What to work on: Scan the lines below; pull out those with "trim".

◇ ◇ ◇

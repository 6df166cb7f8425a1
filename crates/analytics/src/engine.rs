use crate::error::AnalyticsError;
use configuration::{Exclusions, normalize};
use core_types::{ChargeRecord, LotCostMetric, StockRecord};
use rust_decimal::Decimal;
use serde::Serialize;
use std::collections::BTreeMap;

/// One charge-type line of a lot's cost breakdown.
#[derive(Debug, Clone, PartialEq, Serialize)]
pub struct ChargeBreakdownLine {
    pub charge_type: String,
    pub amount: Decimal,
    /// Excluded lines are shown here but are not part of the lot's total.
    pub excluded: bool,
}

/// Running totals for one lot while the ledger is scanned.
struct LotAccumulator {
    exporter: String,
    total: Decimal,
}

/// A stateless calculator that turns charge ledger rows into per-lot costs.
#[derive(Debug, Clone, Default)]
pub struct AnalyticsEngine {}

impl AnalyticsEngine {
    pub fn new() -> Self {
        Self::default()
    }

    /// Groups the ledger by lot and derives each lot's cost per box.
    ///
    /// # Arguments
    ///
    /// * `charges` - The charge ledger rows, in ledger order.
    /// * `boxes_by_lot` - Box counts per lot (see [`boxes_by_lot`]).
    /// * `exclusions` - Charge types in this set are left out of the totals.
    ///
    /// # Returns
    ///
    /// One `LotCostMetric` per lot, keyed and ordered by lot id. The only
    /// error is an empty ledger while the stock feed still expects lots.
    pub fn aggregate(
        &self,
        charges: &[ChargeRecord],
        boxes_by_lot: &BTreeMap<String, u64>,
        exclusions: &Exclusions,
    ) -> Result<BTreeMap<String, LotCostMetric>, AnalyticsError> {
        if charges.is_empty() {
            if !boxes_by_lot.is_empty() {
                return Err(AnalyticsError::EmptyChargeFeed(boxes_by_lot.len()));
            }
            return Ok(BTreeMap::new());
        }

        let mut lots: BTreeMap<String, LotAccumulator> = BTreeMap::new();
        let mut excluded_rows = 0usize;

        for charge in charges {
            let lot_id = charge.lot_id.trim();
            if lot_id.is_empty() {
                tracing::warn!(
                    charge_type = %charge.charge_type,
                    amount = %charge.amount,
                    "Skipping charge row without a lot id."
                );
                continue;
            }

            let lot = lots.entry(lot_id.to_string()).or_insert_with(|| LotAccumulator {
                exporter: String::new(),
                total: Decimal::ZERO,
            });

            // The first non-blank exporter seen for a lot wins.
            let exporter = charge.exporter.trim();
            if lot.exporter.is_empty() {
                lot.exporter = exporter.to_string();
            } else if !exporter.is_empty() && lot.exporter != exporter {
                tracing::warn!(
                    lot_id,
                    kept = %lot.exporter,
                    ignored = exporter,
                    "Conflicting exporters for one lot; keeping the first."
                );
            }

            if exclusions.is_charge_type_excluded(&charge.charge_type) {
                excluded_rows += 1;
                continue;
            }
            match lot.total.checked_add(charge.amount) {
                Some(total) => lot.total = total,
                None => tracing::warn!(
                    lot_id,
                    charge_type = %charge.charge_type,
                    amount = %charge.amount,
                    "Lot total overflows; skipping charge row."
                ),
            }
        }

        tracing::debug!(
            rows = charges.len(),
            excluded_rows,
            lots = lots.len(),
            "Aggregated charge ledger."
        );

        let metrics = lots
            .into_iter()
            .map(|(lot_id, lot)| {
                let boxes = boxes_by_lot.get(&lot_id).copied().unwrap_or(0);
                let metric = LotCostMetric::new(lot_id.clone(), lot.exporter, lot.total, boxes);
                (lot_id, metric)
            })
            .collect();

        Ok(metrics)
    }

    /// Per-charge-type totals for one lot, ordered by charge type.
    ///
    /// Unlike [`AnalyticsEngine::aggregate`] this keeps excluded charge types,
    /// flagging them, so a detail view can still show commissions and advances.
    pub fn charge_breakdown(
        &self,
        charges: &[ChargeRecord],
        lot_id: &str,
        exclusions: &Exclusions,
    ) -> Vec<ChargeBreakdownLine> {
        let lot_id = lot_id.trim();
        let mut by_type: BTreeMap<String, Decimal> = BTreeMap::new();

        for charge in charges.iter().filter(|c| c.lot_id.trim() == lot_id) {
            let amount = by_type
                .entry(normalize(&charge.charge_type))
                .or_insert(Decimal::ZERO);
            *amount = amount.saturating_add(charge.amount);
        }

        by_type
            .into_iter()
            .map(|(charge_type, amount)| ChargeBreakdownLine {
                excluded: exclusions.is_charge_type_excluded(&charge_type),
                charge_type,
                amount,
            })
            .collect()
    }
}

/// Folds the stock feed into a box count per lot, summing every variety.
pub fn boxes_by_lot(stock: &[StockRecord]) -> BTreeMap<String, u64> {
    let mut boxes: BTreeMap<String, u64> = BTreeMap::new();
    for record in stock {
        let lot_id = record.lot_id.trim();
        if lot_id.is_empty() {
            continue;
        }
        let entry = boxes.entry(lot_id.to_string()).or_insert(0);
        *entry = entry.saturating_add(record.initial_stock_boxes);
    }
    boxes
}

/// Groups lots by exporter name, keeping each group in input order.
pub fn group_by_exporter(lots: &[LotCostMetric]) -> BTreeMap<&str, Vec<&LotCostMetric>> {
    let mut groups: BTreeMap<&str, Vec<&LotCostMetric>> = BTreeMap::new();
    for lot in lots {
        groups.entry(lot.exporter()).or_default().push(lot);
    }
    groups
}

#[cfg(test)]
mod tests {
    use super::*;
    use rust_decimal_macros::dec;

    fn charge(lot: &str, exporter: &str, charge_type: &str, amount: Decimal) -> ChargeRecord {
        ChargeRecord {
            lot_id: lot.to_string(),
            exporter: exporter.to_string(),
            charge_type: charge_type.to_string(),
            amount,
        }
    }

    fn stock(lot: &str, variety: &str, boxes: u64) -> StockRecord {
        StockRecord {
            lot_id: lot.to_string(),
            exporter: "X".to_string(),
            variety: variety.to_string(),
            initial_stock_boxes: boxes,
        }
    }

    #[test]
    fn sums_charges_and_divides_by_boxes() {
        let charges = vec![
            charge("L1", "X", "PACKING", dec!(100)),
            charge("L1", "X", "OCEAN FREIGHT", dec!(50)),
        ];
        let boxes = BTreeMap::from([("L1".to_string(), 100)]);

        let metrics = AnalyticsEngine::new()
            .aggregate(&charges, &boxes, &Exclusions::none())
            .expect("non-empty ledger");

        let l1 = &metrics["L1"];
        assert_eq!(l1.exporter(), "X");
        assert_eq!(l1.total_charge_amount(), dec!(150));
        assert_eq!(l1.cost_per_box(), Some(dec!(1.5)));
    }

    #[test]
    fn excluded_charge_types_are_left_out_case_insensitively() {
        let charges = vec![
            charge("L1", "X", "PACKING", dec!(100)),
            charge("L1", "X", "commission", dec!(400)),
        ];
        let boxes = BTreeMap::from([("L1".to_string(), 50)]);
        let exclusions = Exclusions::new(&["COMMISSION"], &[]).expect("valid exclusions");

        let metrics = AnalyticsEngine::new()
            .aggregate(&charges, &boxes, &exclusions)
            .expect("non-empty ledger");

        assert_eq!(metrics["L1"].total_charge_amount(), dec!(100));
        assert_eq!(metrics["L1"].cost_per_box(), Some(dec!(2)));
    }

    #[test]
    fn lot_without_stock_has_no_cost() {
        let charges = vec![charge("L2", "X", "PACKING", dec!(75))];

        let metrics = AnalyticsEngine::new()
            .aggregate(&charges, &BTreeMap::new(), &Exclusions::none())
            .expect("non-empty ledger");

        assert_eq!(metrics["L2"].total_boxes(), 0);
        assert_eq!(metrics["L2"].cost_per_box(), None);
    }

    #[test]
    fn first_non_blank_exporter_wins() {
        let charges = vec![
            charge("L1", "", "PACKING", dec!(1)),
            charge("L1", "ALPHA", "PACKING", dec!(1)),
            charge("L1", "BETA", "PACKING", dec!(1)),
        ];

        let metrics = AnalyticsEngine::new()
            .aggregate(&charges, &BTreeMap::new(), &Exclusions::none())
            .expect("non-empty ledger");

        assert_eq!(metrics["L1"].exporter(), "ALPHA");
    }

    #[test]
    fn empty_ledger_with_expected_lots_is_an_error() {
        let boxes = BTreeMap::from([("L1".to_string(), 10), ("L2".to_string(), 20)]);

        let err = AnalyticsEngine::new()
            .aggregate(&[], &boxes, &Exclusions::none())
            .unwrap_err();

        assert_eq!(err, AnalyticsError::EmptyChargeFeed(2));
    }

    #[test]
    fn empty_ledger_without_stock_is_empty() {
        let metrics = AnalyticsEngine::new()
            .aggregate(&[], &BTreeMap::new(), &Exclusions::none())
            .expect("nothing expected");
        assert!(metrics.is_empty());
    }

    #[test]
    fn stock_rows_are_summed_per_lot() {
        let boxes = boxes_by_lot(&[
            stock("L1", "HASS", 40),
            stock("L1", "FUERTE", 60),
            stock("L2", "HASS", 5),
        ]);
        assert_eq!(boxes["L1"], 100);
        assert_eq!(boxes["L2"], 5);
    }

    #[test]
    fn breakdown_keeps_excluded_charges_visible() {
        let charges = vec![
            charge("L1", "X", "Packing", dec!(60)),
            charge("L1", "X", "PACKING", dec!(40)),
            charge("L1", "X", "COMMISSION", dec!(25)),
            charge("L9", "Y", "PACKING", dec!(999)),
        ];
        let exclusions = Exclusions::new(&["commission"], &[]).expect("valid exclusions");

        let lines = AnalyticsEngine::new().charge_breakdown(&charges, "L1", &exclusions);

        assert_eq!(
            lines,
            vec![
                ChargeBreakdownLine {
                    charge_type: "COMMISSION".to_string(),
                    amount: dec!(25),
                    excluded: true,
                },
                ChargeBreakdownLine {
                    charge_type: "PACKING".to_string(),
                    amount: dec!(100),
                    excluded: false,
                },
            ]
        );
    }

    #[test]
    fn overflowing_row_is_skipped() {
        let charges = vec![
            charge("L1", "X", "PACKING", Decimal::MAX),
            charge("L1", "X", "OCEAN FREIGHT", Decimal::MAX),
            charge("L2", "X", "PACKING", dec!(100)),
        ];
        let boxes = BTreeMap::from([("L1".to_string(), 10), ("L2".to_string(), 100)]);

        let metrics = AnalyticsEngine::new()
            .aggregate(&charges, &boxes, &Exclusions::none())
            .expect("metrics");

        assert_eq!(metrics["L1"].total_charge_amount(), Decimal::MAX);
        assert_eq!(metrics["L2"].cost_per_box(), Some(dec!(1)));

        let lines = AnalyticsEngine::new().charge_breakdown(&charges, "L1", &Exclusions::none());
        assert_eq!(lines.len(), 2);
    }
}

◇ ◇ ◇

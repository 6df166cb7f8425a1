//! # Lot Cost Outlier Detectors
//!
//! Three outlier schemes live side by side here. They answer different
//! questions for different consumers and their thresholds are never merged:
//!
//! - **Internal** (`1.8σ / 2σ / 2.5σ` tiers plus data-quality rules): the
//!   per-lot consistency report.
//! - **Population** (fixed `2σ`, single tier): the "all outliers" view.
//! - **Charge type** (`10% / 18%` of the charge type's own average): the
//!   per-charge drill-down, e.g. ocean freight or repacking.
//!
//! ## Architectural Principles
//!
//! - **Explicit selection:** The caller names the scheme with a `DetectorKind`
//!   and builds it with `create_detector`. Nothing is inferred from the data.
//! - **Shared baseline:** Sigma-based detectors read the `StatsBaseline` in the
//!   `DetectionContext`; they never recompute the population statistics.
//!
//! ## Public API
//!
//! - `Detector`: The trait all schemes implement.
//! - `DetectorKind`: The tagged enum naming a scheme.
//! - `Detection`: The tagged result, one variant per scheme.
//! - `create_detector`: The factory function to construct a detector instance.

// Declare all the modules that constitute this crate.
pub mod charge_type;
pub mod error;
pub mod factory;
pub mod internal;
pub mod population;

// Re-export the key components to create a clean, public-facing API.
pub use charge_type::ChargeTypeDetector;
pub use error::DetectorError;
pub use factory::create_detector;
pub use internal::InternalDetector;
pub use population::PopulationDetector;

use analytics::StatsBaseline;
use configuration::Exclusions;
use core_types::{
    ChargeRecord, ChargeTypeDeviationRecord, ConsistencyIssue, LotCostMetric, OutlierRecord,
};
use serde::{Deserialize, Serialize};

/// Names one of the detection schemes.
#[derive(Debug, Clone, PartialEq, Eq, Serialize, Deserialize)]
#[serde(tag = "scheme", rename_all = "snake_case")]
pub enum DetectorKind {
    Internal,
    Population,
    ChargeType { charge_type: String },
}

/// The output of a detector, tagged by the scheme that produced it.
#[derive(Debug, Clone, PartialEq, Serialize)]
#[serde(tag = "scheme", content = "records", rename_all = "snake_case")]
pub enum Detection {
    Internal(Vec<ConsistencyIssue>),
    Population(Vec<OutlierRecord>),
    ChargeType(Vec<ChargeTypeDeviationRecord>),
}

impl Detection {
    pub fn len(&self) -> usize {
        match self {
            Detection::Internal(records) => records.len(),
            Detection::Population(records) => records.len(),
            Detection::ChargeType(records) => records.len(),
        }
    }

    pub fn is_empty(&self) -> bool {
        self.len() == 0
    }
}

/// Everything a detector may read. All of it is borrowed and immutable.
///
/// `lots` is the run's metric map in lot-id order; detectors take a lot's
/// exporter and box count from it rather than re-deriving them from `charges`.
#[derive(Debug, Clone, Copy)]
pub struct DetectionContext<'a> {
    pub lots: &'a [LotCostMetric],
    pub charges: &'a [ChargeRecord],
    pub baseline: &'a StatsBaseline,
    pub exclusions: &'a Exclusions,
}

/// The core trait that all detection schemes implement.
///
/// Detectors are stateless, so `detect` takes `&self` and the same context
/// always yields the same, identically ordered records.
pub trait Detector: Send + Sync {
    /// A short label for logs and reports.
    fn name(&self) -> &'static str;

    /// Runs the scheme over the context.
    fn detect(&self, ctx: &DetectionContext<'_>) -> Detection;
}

◇ ◇ ◇

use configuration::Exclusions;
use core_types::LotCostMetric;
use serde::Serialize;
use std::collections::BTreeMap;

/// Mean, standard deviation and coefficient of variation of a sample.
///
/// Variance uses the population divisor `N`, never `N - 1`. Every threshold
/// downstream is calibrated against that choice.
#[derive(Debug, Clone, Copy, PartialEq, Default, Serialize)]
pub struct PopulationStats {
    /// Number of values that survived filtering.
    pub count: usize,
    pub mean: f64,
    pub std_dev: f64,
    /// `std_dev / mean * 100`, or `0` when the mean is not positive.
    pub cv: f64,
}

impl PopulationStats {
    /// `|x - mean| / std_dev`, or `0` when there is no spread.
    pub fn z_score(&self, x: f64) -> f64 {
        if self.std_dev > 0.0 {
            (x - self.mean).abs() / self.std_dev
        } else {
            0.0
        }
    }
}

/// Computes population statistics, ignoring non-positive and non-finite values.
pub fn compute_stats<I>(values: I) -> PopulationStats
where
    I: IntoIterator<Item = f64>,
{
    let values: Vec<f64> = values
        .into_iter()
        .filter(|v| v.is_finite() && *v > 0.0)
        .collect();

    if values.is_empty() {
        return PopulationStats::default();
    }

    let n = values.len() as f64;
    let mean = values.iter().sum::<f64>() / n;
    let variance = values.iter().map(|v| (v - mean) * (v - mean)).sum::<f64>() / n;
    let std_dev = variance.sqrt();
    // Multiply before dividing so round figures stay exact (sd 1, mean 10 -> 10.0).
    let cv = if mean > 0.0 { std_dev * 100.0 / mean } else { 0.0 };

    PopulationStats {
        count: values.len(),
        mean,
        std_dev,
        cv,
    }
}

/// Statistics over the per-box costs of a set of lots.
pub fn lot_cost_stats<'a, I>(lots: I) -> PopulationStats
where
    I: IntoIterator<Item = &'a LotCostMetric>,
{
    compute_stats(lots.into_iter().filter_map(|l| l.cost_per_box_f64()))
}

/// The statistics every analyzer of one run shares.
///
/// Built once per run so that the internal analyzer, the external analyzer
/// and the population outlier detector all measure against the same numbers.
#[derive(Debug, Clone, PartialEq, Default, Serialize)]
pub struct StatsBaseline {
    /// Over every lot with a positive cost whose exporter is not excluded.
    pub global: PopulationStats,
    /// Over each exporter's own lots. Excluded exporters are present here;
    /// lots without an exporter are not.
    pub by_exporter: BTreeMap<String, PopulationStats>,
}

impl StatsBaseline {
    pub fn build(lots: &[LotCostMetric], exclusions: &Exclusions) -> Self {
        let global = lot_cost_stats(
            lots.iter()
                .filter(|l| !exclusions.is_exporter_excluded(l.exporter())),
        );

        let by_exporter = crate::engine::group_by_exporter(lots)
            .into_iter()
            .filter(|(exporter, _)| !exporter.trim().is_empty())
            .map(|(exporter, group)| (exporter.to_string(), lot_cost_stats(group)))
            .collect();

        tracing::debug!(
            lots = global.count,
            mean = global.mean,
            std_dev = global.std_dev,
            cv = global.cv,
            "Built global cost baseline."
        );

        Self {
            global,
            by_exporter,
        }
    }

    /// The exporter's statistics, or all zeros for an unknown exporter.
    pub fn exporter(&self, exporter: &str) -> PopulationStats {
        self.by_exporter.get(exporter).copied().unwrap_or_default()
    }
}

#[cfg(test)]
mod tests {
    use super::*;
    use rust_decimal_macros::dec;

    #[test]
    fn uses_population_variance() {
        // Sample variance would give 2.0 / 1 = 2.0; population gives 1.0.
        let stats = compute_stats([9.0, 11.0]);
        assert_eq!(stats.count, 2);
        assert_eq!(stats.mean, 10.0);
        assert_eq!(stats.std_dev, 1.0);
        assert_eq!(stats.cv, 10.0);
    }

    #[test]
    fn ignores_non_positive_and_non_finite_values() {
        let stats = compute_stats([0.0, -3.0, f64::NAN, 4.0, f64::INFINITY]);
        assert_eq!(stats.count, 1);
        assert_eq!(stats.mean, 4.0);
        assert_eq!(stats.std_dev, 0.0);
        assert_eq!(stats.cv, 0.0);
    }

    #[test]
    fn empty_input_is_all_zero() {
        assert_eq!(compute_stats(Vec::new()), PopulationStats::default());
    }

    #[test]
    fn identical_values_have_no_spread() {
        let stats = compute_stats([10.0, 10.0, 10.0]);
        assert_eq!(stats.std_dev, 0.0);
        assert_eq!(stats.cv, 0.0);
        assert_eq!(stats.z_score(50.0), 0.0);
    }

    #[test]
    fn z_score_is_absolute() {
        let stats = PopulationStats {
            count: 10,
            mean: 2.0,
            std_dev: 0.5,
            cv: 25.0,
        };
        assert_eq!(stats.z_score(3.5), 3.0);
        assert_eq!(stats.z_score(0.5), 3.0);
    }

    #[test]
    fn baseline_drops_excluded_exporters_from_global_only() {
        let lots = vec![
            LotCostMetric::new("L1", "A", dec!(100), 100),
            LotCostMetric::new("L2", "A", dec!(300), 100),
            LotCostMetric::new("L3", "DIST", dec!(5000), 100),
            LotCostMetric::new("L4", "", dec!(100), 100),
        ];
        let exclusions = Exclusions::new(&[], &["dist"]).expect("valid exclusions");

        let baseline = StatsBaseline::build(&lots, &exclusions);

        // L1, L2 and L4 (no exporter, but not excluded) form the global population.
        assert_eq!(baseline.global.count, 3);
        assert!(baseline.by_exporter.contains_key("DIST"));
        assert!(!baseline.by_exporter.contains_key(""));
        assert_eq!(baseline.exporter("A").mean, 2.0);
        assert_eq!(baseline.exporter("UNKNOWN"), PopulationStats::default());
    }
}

◇ ◇ ◇

Output of the exercise:
            let lot_id = charge.lot_id.trim();
            let exporter = charge.exporter.trim();
        let lot_id = lot_id.trim();
        for charge in charges.iter().filter(|c| c.lot_id.trim() == lot_id) {
        let lot_id = record.lot_id.trim();
            .filter(|(exporter, _)| !exporter.trim().is_empty())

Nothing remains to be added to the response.